Защитник не преминул подчеркнуть, что несчастный случай произошел после того, как Сенталло попросил Шмиттера его принять, и, следовательно, Людовик не мог знать о нем заранее. В свою очередь, Макс Мартин попросил свидетеля высказать свое мнение о Шаубе.
– Этот человек служит у нас пятнадцать лет, я ему полностью доверяю и ни разу не имел случая в чем-либо упрекнуть.
– А каковы последствия несчастного случая?
– К счастью, все обошлось благополучно, и, пролежав несколько дней, Шауб смог вернуться к работе. Он не только охранник, но и второй шофер.
– Господин Шмиттер, обвиняемый сам предложил вам заменить Шауба? – спросил Арнольд Оскар.
– Вовсе нет! Я попросил его об этом как о личной услуге, поскольку никого другого просто не оказалось под рукой.
В этот момент мэтр Хюг впервые за все время поднял руку. Судья, ненавидевший адвоката за полное презрение к дисциплине, не упустил такого случая его поддеть.
– Ага! У представителя общественности возник вопрос! Поскольку сегодня мы очень мало слышали господина Хюга, я с удовольствием предоставлю ему слово.

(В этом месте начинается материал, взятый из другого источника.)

// migrator-runner/src/runner.rs
// ============================================================================
// Module: Migration Runner (C5)
// Description: Orchestrates introspection, preflight, DDL emission, batched
//              data copy, routine/trigger translation, and validation.
// Purpose: The single entry point that turns a configured source/target
//          adapter pair into a finished, checksummed run bundle.
// Dependencies: migrator-core, migrator-config, crate::{bundle, report,
//               routines}, thiserror, tracing
// ============================================================================

//! ## Overview
//! `MigrationRunner` drives the full algorithm described by the external
//! interface contract: allocate a run, connect, introspect, preflight,
//! plan table order, emit DDL, copy data in checkpointed batches,
//! translate routines and triggers, validate, and finalize the bundle.
//! Every step that can fail short-circuits the run; every step that
//! completes leaves the bundle in a state `resume` can pick back up from.

// ============================================================================
// SECTION: Imports
// ============================================================================

use std::collections::BTreeMap;
use std::collections::BTreeSet;
use std::path::PathBuf;

use migrator_config::MigrationConfig;
use migrator_core::AdapterError;
use migrator_core::ConstraintIr;
use migrator_core::Dialect;
use migrator_core::FingerprintError;
use migrator_core::RunId;
use migrator_core::SchemaIr;
use migrator_core::SourceAdapter;
use migrator_core::TableIr;
use migrator_core::TableName;
use migrator_core::TargetAdapter;
use migrator_core::TypeInfo;
use migrator_core::TypeRegistry;
use thiserror::Error;

use crate::bundle::BundleError;
use crate::bundle::Checkpoint;
use crate::bundle::RunBundle;
use crate::bundle::RunManifest;
use crate::bundle::RunStatus;
use crate::report::Limitation;
use crate::report::LimitationCategory;
use crate::report::Severity;
use crate::report::ValidationError;
use crate::report::ValidationReport;
use crate::report::generate_report;
use crate::report::join_table_names;
use crate::report::render_limitations_text;
use crate::report::sorted_limitations;
use crate::routines::RoutineCapabilityMode;
use crate::routines::TranslationOutcome;
use crate::routines::classify_trigger;
use crate::routines::translate_routine;

// ============================================================================
// SECTION: Errors
// ============================================================================

/// Errors raised by the migration runner.
#[derive(Debug, Error)]
pub enum RunnerError {
    /// A source or target adapter operation failed.
    #[error(transparent)]
    Adapter(#[from] AdapterError),
    /// A run bundle operation failed.
    #[error(transparent)]
    Bundle(#[from] BundleError),
    /// Fingerprint computation failed.
    #[error(transparent)]
    Fingerprint(#[from] FingerprintError),
    /// Validation report generation failed.
    #[error(transparent)]
    Validation(#[from] ValidationError),
    /// Configuration was invalid for this run.
    #[error("invalid configuration: {0}")]
    Config(String),
    /// The run was requested to resume but no such run bundle exists.
    #[error("no run bundle found: {0}")]
    NoSuchRun(String),
}

impl RunnerError {
    /// Maps this error onto the external interface's exit code scheme.
    /// Every variant here represents a fatal failure before or during a
    /// run, so every variant maps to `1`; a completed run with a parity
    /// mismatch is reported through [`RunOutcome::exit_code`] instead,
    /// never through this type.
    #[must_use]
    pub const fn exit_code(&self) -> i32 {
        1
    }
}

// ============================================================================
// SECTION: Run outcome
// ============================================================================

/// Result of a completed (or cancelled) run.
#[derive(Debug, Clone)]
pub struct RunOutcome {
    /// Identifier of the run this outcome describes.
    pub run_id: RunId,
    /// Final disposition recorded in the manifest.
    pub status: RunStatus,
    /// Finalized manifest.
    pub manifest: RunManifest,
    /// Validation report, present for every run that reached the
    /// validation stage.
    pub report: Option<ValidationReport>,
}

impl RunOutcome {
    /// Maps this outcome onto the external interface's exit code scheme:
    /// `0` success, `2` validation mismatch, `3` cancelled, `1` otherwise.
    #[must_use]
    pub const fn exit_code(&self) -> i32 {
        match self.status {
            RunStatus::Success => 0,
            RunStatus::ValidationMismatch => 2,
            RunStatus::Cancelled => 3,
            RunStatus::Failed | RunStatus::Running => 1,
        }
    }
}

// ============================================================================
// SECTION: Migration Runner
// ============================================================================

/// Orchestrates one migration run between a source and a target adapter.
pub struct MigrationRunner<Src, Tgt> {
    source: Src,
    target: Tgt,
    config: MigrationConfig,
    runs_root: PathBuf,
    registry: TypeRegistry,
}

– Если я и не вмешивался в обсуждение до сих пор, господин председательствующий, то исключительно из нежелания сотрясать воздух. Кроме того, банк Линденманн, чьи интересы я представляю, весьма мало заботят любовные дела обвиняемого, независимо от того, реальны они или воображаемы, а если я ошибаюсь, сегодня только об этом и шла речь.
– Следует ли мне из этого заключить, мэтр, что вас не устраивает моя манера вести процесс?
– Мое мнение совершенно не важно, господин председательствующий. Просто теперь, когда мы наконец подошли к проблеме ограбления, мне бы хотелось попросить господина Шмиттера объяснить, по каким причинам он выбрал именно Сенталло.
– Во-первых, я полностью доверял Людовику, а во-вторых, из-за его редкостной физической силы.
– И такая крупная сумма всегда перевозилась регулярно, в определенный день? – осведомился судья.
– Да, в предпоследний день каждого месяца, чтобы вовремя выплатить жалование служащим Швейцера на Трюльхоштрассе.
– Мы не станем больше отнимать у вас время, господин Шмиттер. Господа присяжные, слушания продолжатся завтра. Заседание откроется ровно в десять часов утра.
ГЛАВА III
В то утро господин главный судья пребывал в самом мрачном настроении. В ходе дебатов он намеревался одержать сокрушительный реванш над дерзким мэтром Хюгом, но чувствовал, что на сей раз процесс не желает идти по обычном; сценарию, когда каждое действующее лицо, отыграв роль, исчезает со сцены, а присяжные уходят совещаться в особый зал вместе с судьей, и тот, ненавязчиво намекнув, в чем состоит их долг, подсказывает желательное решение.
Судья понимал, что эта история с существующей и в то же время не существующей девушкой смущает присяжных, и третий из них, туповатый, но честный и наивный парень, несомненно, лишь наиболее откровенно выражает общую растерянность и смятение умов. Неужели дело идет к оправдательному вердикту, которого не одобрит ни один житель Люцерна, а банк Линденманн никогда не простит ему, Арнольду? Подобное заключение присяжных было бы для Оскара личным оскорблением, поскольку сам он не сомневался в виновности Людовика Сенталло и отказывался хоть на секунду поверить сказке о Дженни Йост, порожденной изобретательным воображением Херлеманна и якобы встречавшейся с обвиняемым. Всю жизнь судья отличался последовательностью и непоколебимым прагматизмом, а потому ненавидел все, что не укладывалось в логические схемы. Первоначальное равнодушие к Сенталло постепенно, незаметно для него самого, перерождалось в сердце Арнольда Оскара в скрытую враждебность. Он не позволит какому-то лгунишке набросить на его карьеру позорное пятно безосновательного оправдания!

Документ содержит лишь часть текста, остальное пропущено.